#### Record excerpts
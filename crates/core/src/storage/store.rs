use chrono::NaiveDate;
use rusqlite::{params, Connection, Row};
use std::path::PathBuf;
use std::sync::Arc;
use tokio::sync::{Mutex, OnceCell};
use tracing::{debug, error, info, warn};

use crate::clock::Clock;
use crate::errors::CoreError;
use crate::metrics;
use crate::models::analytics::PortfolioSummary;
use crate::models::goal::{FinancialGoal, NewGoal};
use crate::models::holding::Holding;
use crate::models::snapshot::PortfolioSnapshot;

use super::schema;

/// Where the SQLite database lives.
#[derive(Debug, Clone, PartialEq, Eq)]
pub enum StoreLocation {
    File(PathBuf),
    InMemory,
}

/// Durable storage for holdings, daily snapshots and savings goals.
///
/// The connection is opened lazily: the first operation (or an explicit
/// `initialize()`) opens the database, creates the schema and seeds default
/// goals. Every operation awaits that same one-shot initialization, so
/// concurrent first callers share one init. A failed init is retried by the
/// next caller.
///
/// Failure semantics:
/// - **Reads** (`list_*`, `compute_summary`) log storage errors and degrade
///   to empty / zeroed results. `try_*` variants surface the error.
/// - **Writes** propagate `CoreError::Storage`.
pub struct PortfolioStore {
    location: StoreLocation,
    clock: Arc<dyn Clock>,
    conn: OnceCell<Mutex<Connection>>,
}

impl std::fmt::Debug for PortfolioStore {
    fn fmt(&self, f: &mut std::fmt::Formatter<'_>) -> std::fmt::Result {
        f.debug_struct("PortfolioStore")
            .field("location", &self.location)
            .field("initialized", &self.conn.initialized())
            .finish()
    }
}

impl PortfolioStore {
    /// A store backed by a database file. Nothing is opened until first use.
    pub fn open(path: impl Into<PathBuf>, clock: Arc<dyn Clock>) -> Self {
        Self::with_location(StoreLocation::File(path.into()), clock)
    }

    /// A private in-memory database, dropped with the store.
    pub fn in_memory(clock: Arc<dyn Clock>) -> Self {
        Self::with_location(StoreLocation::InMemory, clock)
    }

    pub fn with_location(location: StoreLocation, clock: Arc<dyn Clock>) -> Self {
        Self {
            location,
            clock,
            conn: OnceCell::new(),
        }
    }

    pub fn location(&self) -> &StoreLocation {
        &self.location
    }

    pub fn is_initialized(&self) -> bool {
        self.conn.initialized()
    }

    /// Ensure the schema exists and default goals are seeded. Idempotent.
    pub async fn initialize(&self) -> Result<(), CoreError> {
        self.connection().await.map(|_| ())
    }

    // ── Holdings ────────────────────────────────────────────────────

    /// Insert a holding, or overwrite every field of the existing row with the
    /// same symbol. Missing shares are stored as 0.
    pub async fn upsert_holding(&self, holding: &Holding) -> Result<(), CoreError> {
        let now = self.timestamp();
        self.with_conn(|conn| {
            conn.execute(
                "INSERT INTO stocks
                    (symbol, price, change_amount, change_percent, volume, shares, last_updated, updated_at)
                 VALUES (?1, ?2, ?3, ?4, ?5, ?6, ?7, ?8)
                 ON CONFLICT(symbol) DO UPDATE SET
                    price = excluded.price,
                    change_amount = excluded.change_amount,
                    change_percent = excluded.change_percent,
                    volume = excluded.volume,
                    shares = excluded.shares,
                    last_updated = excluded.last_updated,
                    updated_at = excluded.updated_at",
                params![
                    holding.symbol,
                    holding.price,
                    holding.change,
                    holding.change_percent,
                    holding.volume,
                    holding.shares_or_zero(),
                    holding.last_updated,
                    now,
                ],
            )
        })
        .await
        .map_err(|e| {
            error!(symbol = %holding.symbol, error = %e, "Failed to save holding");
            e
        })?;
        debug!(symbol = %holding.symbol, "Holding saved");
        Ok(())
    }

    /// Upsert each holding in order. Not atomic: on failure, holdings saved
    /// before the failing one stay saved.
    pub async fn upsert_holdings(&self, holdings: &[Holding]) -> Result<(), CoreError> {
        for holding in holdings {
            self.upsert_holding(holding).await?;
        }
        info!(count = holdings.len(), "Holdings saved");
        Ok(())
    }

    /// Change the share count of one holding. Returns the number of rows
    /// updated; an unknown symbol updates nothing and is not an error.
    pub async fn update_holding_shares(&self, symbol: &str, shares: u32) -> Result<usize, CoreError> {
        let now = self.timestamp();
        let updated = self
            .with_conn(|conn| {
                conn.execute(
                    "UPDATE stocks SET shares = ?1, updated_at = ?2 WHERE symbol = ?3",
                    params![shares, now, symbol],
                )
            })
            .await?;
        if updated == 0 {
            debug!(symbol, "No holding to update shares for");
        } else {
            info!(symbol, shares, "Updated shares");
        }
        Ok(updated)
    }

    /// All holdings ordered by symbol. Empty on storage failure.
    pub async fn list_holdings(&self) -> Vec<Holding> {
        self.try_list_holdings().await.unwrap_or_else(|e| {
            error!(error = %e, "Error getting holdings");
            Vec::new()
        })
    }

    pub async fn try_list_holdings(&self) -> Result<Vec<Holding>, CoreError> {
        self.with_conn(|conn| {
            let mut stmt = conn.prepare(
                "SELECT symbol, price, change_amount, change_percent, volume, shares, last_updated
                 FROM stocks ORDER BY symbol",
            )?;
            let rows = stmt.query_map([], holding_from_row)?;
            rows.collect()
        })
        .await
    }

    /// Modification timestamp (RFC 3339) of a holding row, if present.
    pub async fn holding_updated_at(&self, symbol: &str) -> Result<Option<String>, CoreError> {
        use rusqlite::OptionalExtension;
        self.with_conn(|conn| {
            conn.query_row(
                "SELECT updated_at FROM stocks WHERE symbol = ?1",
                params![symbol],
                |row| row.get(0),
            )
            .optional()
        })
        .await
    }

    // ── Goals ───────────────────────────────────────────────────────

    /// Store a new goal and return its id. `current` defaults to 0.
    pub async fn create_goal(&self, goal: &NewGoal) -> Result<i64, CoreError> {
        let now = self.timestamp();
        let id = self
            .with_conn(|conn| {
                conn.execute(
                    "INSERT INTO financial_goals
                        (name, target_amount, current_amount, deadline, created_at, updated_at)
                     VALUES (?1, ?2, ?3, ?4, ?5, ?5)",
                    params![
                        goal.name,
                        goal.target,
                        goal.current.unwrap_or(0.0),
                        goal.deadline,
                        now,
                    ],
                )?;
                Ok(conn.last_insert_rowid())
            })
            .await?;
        info!(id, name = %goal.name, "Goal saved");
        Ok(id)
    }

    /// All goals ordered by deadline. Empty on storage failure.
    pub async fn list_goals(&self) -> Vec<FinancialGoal> {
        self.try_list_goals().await.unwrap_or_else(|e| {
            error!(error = %e, "Error getting goals");
            Vec::new()
        })
    }

    pub async fn try_list_goals(&self) -> Result<Vec<FinancialGoal>, CoreError> {
        self.with_conn(|conn| {
            let mut stmt = conn.prepare(
                "SELECT id, name, target_amount, current_amount, deadline
                 FROM financial_goals ORDER BY deadline",
            )?;
            let rows = stmt.query_map([], |row| {
                Ok(FinancialGoal {
                    id: row.get(0)?,
                    name: row.get(1)?,
                    target: row.get(2)?,
                    current: row.get::<_, Option<f64>>(3)?.unwrap_or(0.0),
                    deadline: row.get(4)?,
                })
            })?;
            rows.collect()
        })
        .await
    }

    /// Set the progress amount of a goal. Returns the number of rows
    /// updated; an unknown id updates nothing and is not an error.
    pub async fn update_goal_progress(&self, id: i64, current: f64) -> Result<usize, CoreError> {
        let now = self.timestamp();
        let updated = self
            .with_conn(|conn| {
                conn.execute(
                    "UPDATE financial_goals SET current_amount = ?1, updated_at = ?2 WHERE id = ?3",
                    params![current, now, id],
                )
            })
            .await?;
        if updated == 0 {
            debug!(id, "No goal to update progress for");
        } else {
            info!(id, current, "Goal progress updated");
        }
        Ok(updated)
    }

    // ── Snapshots ───────────────────────────────────────────────────

    /// Save today's snapshot. Saving again on the same date overwrites it.
    pub async fn record_snapshot(
        &self,
        total_value: f64,
        total_change: f64,
        change_percent: f64,
    ) -> Result<NaiveDate, CoreError> {
        let today = self.clock.today();
        let date = today.to_string();
        self.with_conn(|conn| {
            conn.execute(
                "INSERT INTO portfolio_history (date, total_value, total_change, change_percent)
                 VALUES (?1, ?2, ?3, ?4)
                 ON CONFLICT(date) DO UPDATE SET
                    total_value = excluded.total_value,
                    total_change = excluded.total_change,
                    change_percent = excluded.change_percent",
                params![date, total_value, total_change, change_percent],
            )
        })
        .await?;
        info!(%today, total_value, "Portfolio snapshot saved");
        Ok(today)
    }

    /// The most recent `limit_days` snapshots, oldest first. Empty on storage failure.
    pub async fn list_snapshots(&self, limit_days: u32) -> Vec<PortfolioSnapshot> {
        self.try_list_snapshots(limit_days).await.unwrap_or_else(|e| {
            error!(error = %e, "Error getting portfolio history");
            Vec::new()
        })
    }

    pub async fn try_list_snapshots(&self, limit_days: u32) -> Result<Vec<PortfolioSnapshot>, CoreError> {
        let mut snapshots = self
            .with_conn(|conn| {
                let mut stmt = conn.prepare(
                    "SELECT date, total_value, total_change, change_percent
                     FROM portfolio_history ORDER BY date DESC LIMIT ?1",
                )?;
                let rows = stmt.query_map(params![limit_days], snapshot_from_row)?;
                rows.collect::<rusqlite::Result<Vec<_>>>()
            })
            .await?;
        snapshots.reverse();
        Ok(snapshots)
    }

    // ── Aggregates ──────────────────────────────────────────────────

    /// Valuation of all stored holdings. Zeroed on storage failure.
    pub async fn compute_summary(&self) -> PortfolioSummary {
        match self.try_list_holdings().await {
            Ok(holdings) => metrics::summarize(&holdings),
            Err(e) => {
                error!(error = %e, "Error getting portfolio summary");
                PortfolioSummary::default()
            }
        }
    }

    // ── Internal ────────────────────────────────────────────────────

    fn timestamp(&self) -> String {
        self.clock.now().to_rfc3339()
    }

    async fn connection(&self) -> Result<&Mutex<Connection>, CoreError> {
        self.conn
            .get_or_try_init(|| async { self.open_and_prepare().map(Mutex::new) })
            .await
    }

    fn open_and_prepare(&self) -> Result<Connection, CoreError> {
        let conn = match &self.location {
            StoreLocation::File(path) => {
                if let Some(parent) = path.parent().filter(|p| !p.as_os_str().is_empty()) {
                    std::fs::create_dir_all(parent)?;
                }
                Connection::open(path)?
            }
            StoreLocation::InMemory => Connection::open_in_memory()?,
        };

        schema::create_tables(&conn).map_err(|e| {
            error!(error = %e, "Error creating tables");
            CoreError::from(e)
        })?;

        match schema::seed_default_goals(&conn) {
            Ok(0) => {}
            Ok(n) => info!(count = n, "Default goals inserted"),
            Err(e) => warn!(error = %e, "Error inserting default goals"),
        }

        info!(location = ?self.location, "Database initialized");
        Ok(conn)
    }

    async fn with_conn<T, F>(&self, f: F) -> Result<T, CoreError>
    where
        F: FnOnce(&Connection) -> rusqlite::Result<T>,
    {
        let conn = self.connection().await?.lock().await;
        f(&conn).map_err(CoreError::from)
    }
}

fn holding_from_row(row: &Row<'_>) -> rusqlite::Result<Holding> {
    Ok(Holding {
        symbol: row.get(0)?,
        price: row.get(1)?,
        change: row.get(2)?,
        change_percent: row.get(3)?,
        volume: row.get(4)?,
        shares: Some(row.get(5)?),
        last_updated: row.get(6)?,
    })
}

fn snapshot_from_row(row: &Row<'_>) -> rusqlite::Result<PortfolioSnapshot> {
    let raw_date: String = row.get(0)?;
    let date = NaiveDate::parse_from_str(&raw_date, "%Y-%m-%d").map_err(|e| {
        rusqlite::Error::FromSqlConversionFailure(0, rusqlite::types::Type::Text, Box::new(e))
    })?;
    Ok(PortfolioSnapshot {
        date,
        total_value: row.get(1)?,
        total_change: row.get(2)?,
        change_percent: row.get(3)?,
    })
}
########
» Try it: The required answer is each line of the data in which the word "number" appears.

» Reply:
    /// Change the share count of one holding. Returns the number of rows
    /// Set the progress amount of a goal. Returns the number of rows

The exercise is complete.